Inflation, Supply & Demand, and Eggs: Part IV

Inflation, Supply & Demand, and Eggs: Part IV

By this point, we've benchmarked egg prices against inflation (Part I), examined several supply shocks in the history in the price of eggs (Part II), and used all these accumulated insights to form Part III, where we outlined a generalized supply chain for eggs and compiled a basic Data Dictionary that highlight some FRED (Federal Reserve Economic Data) data that feels pertinent to include in this initial analysis. The stage is now set to put analytics into practice.

The Depth of Insight

In my previous post about the Depths of Insight, I outlined some of the various types of analytics and used the metaphor of passing through them with a submarine. If you haven't already, I encourage you to read that post before proceeding. If you have, here's a quick recap anyway!

Box Plots

Today in Part IV, we'll move more into the realm of Descriptive Statistics and I can think of no better place to start than with Box Plots. For reference, here's an example of what a Box Plot looks like some of the key terms, and the original time series presented in Part I for reference:

Usually, when presented with a series of observations, the first (and often last) type of summary statistic that gets applied to it is the average (mean). But that leaves out a lot of perspective. The mean tells you what’s typical overall, but it doesn’t reveal how spread out the data is, whether there are significant outliers, or how the values are distributed. This is where the box plot comes in—it adds depth and context to the story the data is trying to tell. By showcasing the median, quartiles, and range, along with highlighting outliers, the box plot paints a more nuanced picture of the data. It shows not just where the center lies, but also the variability, symmetry, or skewness in the observations. This allows us to move beyond averages and start asking meaningful questions about the patterns and anomalies within the data.

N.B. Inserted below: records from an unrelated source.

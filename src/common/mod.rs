//! Common types and the chain client interface shared across the engine

pub mod traits;
pub mod types;

pub use traits::{CasinoClient, ContractCall, EventFilter, EventSubscription, SubscriptionId, WriteRequest};
pub use types::{BetKey, CasinoGame, ChainId, PlacedBet, RolledBet, SignedAmount, Token};
impl<C: CasinoClient> RollWaiter<C> {
    pub fn new(client: Arc<C>, timeout: Duration, poll_interval: Duration) -> Self {
        Self {
            client,
            timeout,
            poll_interval,
            historical: RetryLadder::none(),
            metrics: None,
            pending: DashMap::new(),
        }
    }

    /// Waiter using the engine's timeout and ladder and the chain's polling interval
    pub fn from_config(client: Arc<C>, config: &EngineConfig, poll_interval: Duration) -> Self {
        Self::new(client, config.roll_timeout(), poll_interval)
            .with_historical_retry(RetryLadder::from_config(&config.resolution.historical_retry))
    }

    pub fn with_historical_retry(mut self, ladder: RetryLadder) -> Self {
        self.historical = ladder;
        self
    }

    pub fn with_metrics(mut self, metrics: Arc<EngineMetrics>) -> Self {
        self.metrics = Some(metrics);
        self
    }

    pub fn timeout(&self) -> Duration {
        self.timeout
    }

    /// Number of waits in flight
    pub fn pending_count(&self) -> usize {
        self.pending.len()
    }

    pub fn is_pending(&self, key: &BetKey) -> bool {
        self.pending.contains_key(key)
    }

    /// Wait until `bet`'s `Roll` event shows up on `contract`, or the deadline passes
    pub async fn wait_for_roll(&self, bet: &PlacedBet, contract: Address) -> EngineResult<RolledBet> {
        let game = bet.game;
        let ctx = TransactionContext::for_bet(bet.chain_id, game, bet.token.address)
            .with_amounts(bet.bet_amount, bet.bet_count)
            .with_tx_hash(bet.placement_tx_hash)
            .with_bet_id(bet.id);
        let filter = EventFilter::new(contract, abi::roll_topic(game))
            .topic1(abi::uint_topic(bet.id))
            .from_block(bet.placement_block);

        let started = Instant::now();
        self.pending.insert(bet.key(), started);
        let mut scope = WaitScope {
            tasks: Vec::with_capacity(2),
            pending: &self.pending,
            key: bet.key(),
        };

        let (sender, receiver) = oneshot::channel::<RollOutcome>();
        let slot = Arc::new(ResolutionSlot::new(sender));

        let _subscription = match self
            .client
            .watch_contract_event(filter.clone(), self.poll_interval)
            .await
        {
            Ok(subscription) => {
                let guard = SubscriptionGuard::new(self.client.clone(), subscription.id);
                scope.tasks.push(tokio::spawn(watch_live(
                    game,
                    contract,
                    bet.id,
                    subscription.logs,
                    slot.clone(),
                    self.metrics.clone(),
                )));
                Some(guard)
            }
            Err(err) => {
                warn!(%game, bet_id = %bet.id, error = %err, "Live Roll subscription unavailable, relying on history");
                self.record(|m| m.record_subscription_error());
                None
            }
        };

        scope.tasks.push(tokio::spawn(query_history(
            self.client.clone(),
            game,
            filter,
            bet.id,
            self.historical.clone(),
            ctx.clone(),
            slot.clone(),
            self.metrics.clone(),
        )));

        debug!(%game, bet_id = %bet.id, timeout_ms = self.timeout.as_millis() as u64, "Waiting for Roll");
        let outcome = tokio::time::timeout(self.timeout, receiver).await;
        slot.close();
        drop(scope);

        match outcome {
            Ok(Ok(Ok((roll, source)))) => {
                let latency = started.elapsed();
                self.record(|m| m.record_roll_resolved(game, source.as_str(), latency));
                let rolled = rolled_bet_from_roll(bet, &roll);
                info!(
                    %game,
                    bet_id = %bet.id,
                    %source,
                    is_win = rolled.is_win,
                    payout = %rolled.payout,
                    latency_ms = latency.as_millis() as u64,
                    "Bet rolled"
                );
                Ok(rolled)
            }
            Ok(Ok(Err(err))) => Err(err.into()),
            Ok(Err(_)) => Err(tx_error!(RollQueryFailed, ctx, "roll lookups ended without a result").into()),
            Err(_) => {
                self.record(|m| m.record_roll_timeout());
                warn!(%game, bet_id = %bet.id, "Timed out waiting for Roll");
                Err(tx_error!(
                    RollEventTimeout,
                    ctx,
                    "no Roll event within {} ms",
                    self.timeout.as_millis()
                )
                .into())
            }
        }
    }

    fn record(&self, f: impl FnOnce(&EngineMetrics)) {
        if let Some(metrics) = &self.metrics {
            f(metrics);
        }
    }
}

fn deliver(slot: &ResolutionSlot<RollOutcome>, outcome: RollOutcome, metrics: &Option<Arc<EngineMetrics>>) {
    if !slot.resolve(outcome) {
        debug!("Discarding late Roll result");
        if let Some(metrics) = metrics {
            metrics.record_late_result();
        }
    }
}
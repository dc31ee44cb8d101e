//! Dice: roll 1..=100, win when the roll lands above the chosen cap

use crate::common::types::CasinoGame;
use crate::errors::DecodeError;
use crate::games::registry::{CodecContext, GameCodec};
use crate::games::types::{EncodedInput, EncodedRolled, GameChoice, RolledOutcome};
use crate::math::BP_VALUE;

pub const MIN_CAP: u8 = 1;
pub const MAX_CAP: u8 = 99;
pub const MAX_ROLL: u8 = 100;

fn check_cap(cap: u8) -> Result<u8, DecodeError> {
    if (MIN_CAP..=MAX_CAP).contains(&cap) {
        Ok(cap)
    } else {
        Err(DecodeError::ValueOutOfRange {
            what: "dice cap",
            value: cap.to_string(),
        })
    }
}

fn chosen_cap(choice: &GameChoice) -> Result<u8, DecodeError> {
    match choice {
        GameChoice::Dice { cap } => check_cap(*cap),
        _ => Err(DecodeError::ChoiceMismatch {
            game: CasinoGame::Dice,
        }),
    }
}

/// `round(BP_VALUE * 100 / (100 - cap))`
pub fn dice_multiplier(cap: u8) -> u32 {
    let winning = u32::from(MAX_ROLL - cap);
    (BP_VALUE * 100 + winning / 2) / winning
}

#[derive(Debug, Clone, Copy, Default)]
pub struct DiceCodec;

impl GameCodec for DiceCodec {
    fn encode(&self, choice: &GameChoice, _ctx: &CodecContext<'_>) -> Result<EncodedInput, DecodeError> {
        Ok(EncodedInput::Uint8(chosen_cap(choice)?))
    }

    fn decode(&self, input: &EncodedInput, _ctx: &CodecContext<'_>) -> Result<GameChoice, DecodeError> {
        match input {
            EncodedInput::Uint8(cap) => Ok(GameChoice::dice(check_cap(*cap)?)),
            other => Err(DecodeError::ValueOutOfRange {
                what: "dice input",
                value: format!("{:?}", other),
            }),
        }
    }

    fn multiplier(&self, choice: &GameChoice, _ctx: &CodecContext<'_>) -> Result<u32, DecodeError> {
        Ok(dice_multiplier(chosen_cap(choice)?))
    }

    fn win_chance(&self, choice: &GameChoice, _ctx: &CodecContext<'_>) -> Result<f64, DecodeError> {
        Ok(f64::from(MAX_ROLL - chosen_cap(choice)?))
    }

    fn decode_rolled(
        &self,
        choice: &GameChoice,
        rolled: &EncodedRolled,
        _ctx: &CodecContext<'_>,
    ) -> Result<RolledOutcome, DecodeError> {
        let cap = chosen_cap(choice)?;
        match rolled {
            EncodedRolled::Uint8(number) if (1..=MAX_ROLL).contains(number) => {
                Ok(RolledOutcome::Dice {
                    number: *number,
                    won: *number > cap,
                })
            }
            other => Err(DecodeError::ValueOutOfRange {
                what: "dice roll",
                value: format!("{:?}", other),
            }),
        }
    }
}

#[cfg(test)]
mod tests {
    use super::*;

    #[test]
    fn test_every_cap() {
        let ctx = CodecContext::default();
        for cap in MIN_CAP..=MAX_CAP {
            let choice = GameChoice::dice(cap);
            let expected = (1_000_000f64 / f64::from(100 - cap)).round() as u32;

            assert_eq!(DiceCodec.multiplier(&choice, &ctx).unwrap(), expected, "cap {}", cap);
            assert_eq!(DiceCodec.win_chance(&choice, &ctx).unwrap(), f64::from(100 - cap));

            let encoded = DiceCodec.encode(&choice, &ctx).unwrap();
            assert_eq!(DiceCodec.decode(&encoded, &ctx).unwrap(), choice);
        }
    }

    #[test]
    fn test_known_multipliers() {
        assert_eq!(dice_multiplier(50), 20_000);
        assert_eq!(dice_multiplier(1), 10_101);
        assert_eq!(dice_multiplier(99), 1_000_000);
        // 1_000_000 / 3 = 333_333.33
        assert_eq!(dice_multiplier(97), 333_333);
    }

    #[test]
    fn test_cap_bounds() {
        let ctx = CodecContext::default();
        assert!(DiceCodec.encode(&GameChoice::dice(0), &ctx).is_err());
        assert!(DiceCodec.encode(&GameChoice::dice(100), &ctx).is_err());
        assert!(DiceCodec.decode(&EncodedInput::Uint8(100), &ctx).is_err());
    }

    #[test]
    fn test_rolled_number_must_exceed_cap() {
        let ctx = CodecContext::default();
        let choice = GameChoice::dice(50);

        let at_cap = DiceCodec
            .decode_rolled(&choice, &EncodedRolled::Uint8(50), &ctx)
            .unwrap();
        assert_eq!(at_cap, RolledOutcome::Dice { number: 50, won: false });

        let above = DiceCodec
            .decode_rolled(&choice, &EncodedRolled::Uint8(51), &ctx)
            .unwrap();
        assert_eq!(above, RolledOutcome::Dice { number: 51, won: true });

        assert!(DiceCodec
            .decode_rolled(&choice, &EncodedRolled::Uint8(0), &ctx)
            .is_err());
        assert!(DiceCodec
            .decode_rolled(&choice, &EncodedRolled::Uint8(101), &ctx)
            .is_err());
    }
}
//! Engine facade
//!
//! [`CasinoEngine`] owns the chain client and everything shared between bets:
//! configuration, the game configuration registry, token metadata and metrics.
//! Placement and resolution are delegated to [`BetPlacer`] and [`RollWaiter`].

use crate::abi;
use crate::aggregator::{self, WeightedOutput};
use crate::common::traits::{CasinoClient, ContractCall};
use crate::common::types::{CasinoGame, ChainId, PlacedBet, RolledBet, Token};
use crate::config::{ChainConfig, EngineConfig};
use crate::errors::{DecodeError, EngineResult};
use crate::game_configs::GameConfigRegistry;
use crate::games::{
    CodecContext, CodecRegistry, EncodedInput, GameChoice, KenoConfiguration, RolledOutcome,
    WeightedGameConfiguration,
};
use crate::metrics::EngineMetrics;
use crate::placement::{BetPlacer, PlaceBetParams, PlacementCallbacks};
use crate::resolution::{self, RollWaiter};
use crate::tokens::TokenCache;
use dashmap::DashMap;
use ethers::types::{Address, H256};
use std::sync::Arc;
use tracing::{debug, info};

/// Bet lifecycle engine bound to one chain client
pub struct CasinoEngine<C: CasinoClient> {
    client: Arc<C>,
    config: EngineConfig,
    chain: ChainConfig,
    game_configs: GameConfigRegistry,
    tokens: TokenCache,
    metrics: Arc<EngineMetrics>,
    codecs: CodecRegistry,
    waiter: RollWaiter<C>,
    // Configurations read from the contracts, for ids and tokens the registry lacks
    chain_weighted: DashMap<(CasinoGame, u32), WeightedGameConfiguration>,
    chain_keno: DashMap<Address, KenoConfiguration>,
}

impl<C: CasinoClient> CasinoEngine<C> {
    /// Engine for the chain the client is connected to
    pub fn new(client: Arc<C>, config: EngineConfig) -> EngineResult<Self> {
        let game_configs = GameConfigRegistry::from_config(&config)?;
        Self::with_game_configs(client, config, game_configs)
    }

    /// Engine with a caller supplied configuration registry
    pub fn with_game_configs(
        client: Arc<C>,
        config: EngineConfig,
        game_configs: GameConfigRegistry,
    ) -> EngineResult<Self> {
        config.validate()?;
        let chain = config.chain(client.chain_id())?.clone();
        let metrics = Arc::new(EngineMetrics::new()?);
        let waiter = RollWaiter::from_config(client.clone(), &config, chain.polling_interval())
            .with_metrics(metrics.clone());

        info!(
            chain_id = chain.chain_id,
            chain = %chain.name,
            games = chain.contracts.deployed().len(),
            weighted_configs = game_configs.weighted_count(),
            "Casino engine ready"
        );

        Ok(Self {
            tokens: TokenCache::new(config.token_cache_capacity),
            client,
            config,
            chain,
            game_configs,
            metrics,
            codecs: CodecRegistry::new(),
            waiter,
            chain_weighted: DashMap::new(),
            chain_keno: DashMap::new(),
        })
    }

    pub fn client(&self) -> &Arc<C> {
        &self.client
    }

    pub fn config(&self) -> &EngineConfig {
        &self.config
    }

    pub fn chain(&self) -> &ChainConfig {
        &self.chain
    }

    pub fn chain_id(&self) -> ChainId {
        self.chain.chain_id
    }

    pub fn game_configs(&self) -> &GameConfigRegistry {
        &self.game_configs
    }

    pub fn codecs(&self) -> &CodecRegistry {
        &self.codecs
    }

    pub fn metrics(&self) -> &Arc<EngineMetrics> {
        &self.metrics
    }

    /// Prometheus text exposition of the engine metrics
    pub fn render_metrics(&self) -> EngineResult<String> {
        self.metrics.render()
    }

    /// Roll waits currently in flight
    pub fn pending_rolls(&self) -> usize {
        self.waiter.pending_count()
    }

    pub async fn token(&self, address: Address) -> EngineResult<Token> {
        self.tokens.resolve(self.client.as_ref(), &self.chain, address).await
    }

    /// House edge the game contract charges on `token`, in basis points
    pub async fn house_edge(&self, game: CasinoGame, token: Address) -> EngineResult<u16> {
        let contract = self.chain.contract(game)?;
        let answer = self
            .client
            .read_contract(ContractCall::new(contract, abi::encode_house_edge(token)))
            .await?;
        Ok(abi::decode_house_edge(&answer)?)
    }

    /// Weighted configuration from the registry, or from the contract's `gameConfigs`
    pub async fn fetch_weighted_config(
        &self,
        game: CasinoGame,
        config_id: u32,
    ) -> EngineResult<WeightedGameConfiguration> {
        if let Some(config) = self.game_configs.weighted(self.chain.chain_id, game, config_id) {
            return Ok(config.clone());
        }
        if let Some(config) = self.chain_weighted.get(&(game, config_id)) {
            return Ok(config.clone());
        }

        let contract = self.chain.contract(game)?;
        debug!(%game, config_id, "Reading weighted configuration from chain");
        let answer = self
            .client
            .read_contract(ContractCall::new(contract, abi::encode_game_config(config_id)))
            .await?;
        let (weights, multipliers) = abi::decode_game_config(&answer)?;
        let config = WeightedGameConfiguration::new(config_id, game, weights, multipliers);
        config.validate()?;
        self.chain_weighted.insert((game, config_id), config.clone());
        Ok(config)
    }

    /// Keno table from the registry, or from the contract's `kenoConfiguration`
    pub async fn fetch_keno_config(&self, token: Address) -> EngineResult<KenoConfiguration> {
        if let Some(config) = self.game_configs.keno(self.chain.chain_id) {
            return Ok(config.clone());
        }
        if let Some(config) = self.chain_keno.get(&token) {
            return Ok(config.clone());
        }

        let contract = self.chain.contract(CasinoGame::Keno)?;
        debug!(token = ?token, "Reading keno configuration from chain");
        let answer = self
            .client
            .read_contract(ContractCall::new(contract, abi::encode_keno_configuration(token)))
            .await?;
        let config = abi::decode_keno_configuration(&answer)?;
        config.validate()?;
        self.chain_keno.insert(token, config.clone());
        Ok(config)
    }

    /// Buckets a player sees for a weighted configuration
    pub async fn weighted_outputs(
        &self,
        game: CasinoGame,
        config_id: u32,
        house_edge: u16,
    ) -> EngineResult<Vec<WeightedOutput>> {
        let config = self.fetch_weighted_config(game, config_id).await?;
        Ok(aggregator::unique_outputs(&config, house_edge)?)
    }

    /// Place one wager and wait for it to be confirmed
    pub async fn place_bet(
        &self,
        params: &PlaceBetParams,
        callbacks: &PlacementCallbacks,
    ) -> EngineResult<PlacedBet> {
        let keno = match params.game {
            CasinoGame::Keno => Some(self.fetch_keno_config(params.token).await?),
            _ => None,
        };
        let weighted = match (&params.choice, params.game.is_weighted()) {
            (GameChoice::Weighted { config_id }, true) => {
                Some(self.fetch_weighted_config(params.game, *config_id).await?)
            }
            _ => None,
        };
        // Placement only encodes and sizes limits by the gross multiplier, so
        // the house edge is never read here; decode paths fetch it
        let ctx = codec_context(keno.as_ref(), weighted.as_ref(), 0);

        BetPlacer::new(
            self.client.as_ref(),
            &self.chain,
            &self.config.placement,
            &self.config.retry,
            &self.tokens,
        )
        .with_metrics(&self.metrics)
        .place(params, &ctx, callbacks)
        .await
    }

    /// Rebuild a placed bet from a mined wager transaction
    pub async fn recover_placed_bet(&self, game: CasinoGame, tx_hash: H256) -> EngineResult<PlacedBet> {
        BetPlacer::new(
            self.client.as_ref(),
            &self.chain,
            &self.config.placement,
            &self.config.retry,
            &self.tokens,
        )
        .recover(game, tx_hash)
        .await
    }

    /// Wait for the `Roll` event of a placed bet
    pub async fn wait_for_roll(&self, bet: &PlacedBet) -> EngineResult<RolledBet> {
        let contract = self.chain.contract(bet.game)?;
        self.waiter.wait_for_roll(bet, contract).await
    }

    /// Decode every rolled value of a resolved bet
    pub async fn decode_rolled_bet(&self, rolled: &RolledBet) -> EngineResult<Vec<RolledOutcome>> {
        let game = rolled.placed.game;
        let keno = match game {
            CasinoGame::Keno => Some(self.fetch_keno_config(rolled.placed.token.address).await?),
            _ => None,
        };
        let (weighted, house_edge) = if game.is_weighted() {
            let EncodedInput::ConfigId(config_id) = rolled.placed.encoded_input else {
                return Err(DecodeError::ChoiceMismatch { game }.into());
            };
            let config = self.fetch_weighted_config(game, config_id).await?;
            let house_edge = self.house_edge(game, rolled.placed.token.address).await?;
            (Some(config), house_edge)
        } else {
            (None, 0)
        };

        let ctx = codec_context(keno.as_ref(), weighted.as_ref(), house_edge);
        Ok(resolution::decode_rolled_bet(rolled, &self.codecs, &ctx)?)
    }
}

fn codec_context<'a>(
    keno: Option<&'a KenoConfiguration>,
    weighted: Option<&'a WeightedGameConfiguration>,
    house_edge: u16,
) -> CodecContext<'a> {
    CodecContext {
        house_edge,
        keno,
        weighted,
    }
}

impl<C: CasinoClient> std::fmt::Debug for CasinoEngine<C> {
    fn fmt(&self, f: &mut std::fmt::Formatter<'_>) -> std::fmt::Result {
        f.debug_struct("CasinoEngine")
            .field("chain_id", &self.chain.chain_id)
            .field("tokens", &self.tokens)
            .field("pending_rolls", &self.waiter.pending_count())
            .finish_non_exhaustive()
    }
}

Also, one additional note on the Whiskers and the Outliers: the whiskers will usually extend to the maximum / minimum values unless there are outliers. When an observation is above (in the case of a high value) the 75th percentile + 1.5x the interquartile range (IQR)—or below the 25th percentile - 1.5x the IQR in the case of a low value—the observation is considered an outlier.

The More the Merrier

Box plots become especially powerful when placed side-by-side in thoughtful and meaningful ways. In our case study, we’re working with a time series where each underlying observation represents a month’s value. This means that in our box plot, we’ve entirely collapsed the dimension of time. Since inflation typically drives prices upward over time, we can reasonably infer that the higher-value observations are more recent than the lower ones, even without referencing the original time series. This assumption undermines the chart’s effectiveness by obscuring temporal trends.

To address this, we can reintroduce the time dimension by plotting the box plots along an x-axis that groups observations into "bins" of time. For instance, we can segment the data into five-year intervals, allowing us to preserve the insights of the box plot while highlighting how distributions have shifted over time. This approach adds valuable context, making it easier to interpret both the variability and the temporal trends in the data:

By reintroducing the time dimension, this visualization builds on our earlier work, offering a more nuanced view of how systemic disruptions shape long-term price trends. As you can see, over the past few decades, egg prices have transitioned from relative stability to marked volatility, as reflected in the box plots grouped by five-year intervals. In earlier periods, such as 1990–2004, and between 2010–2014, prices were consistent (albeit higher in the later period), with small interquartile ranges and minimal outliers, indicative of stable supply and demand dynamics. There's a deep dive into how and where I think things went off the rails in Part II so I won't rehash all the anecdotes here, but the short and sweet of it is due to Bird Flu and the rising cost of inputs.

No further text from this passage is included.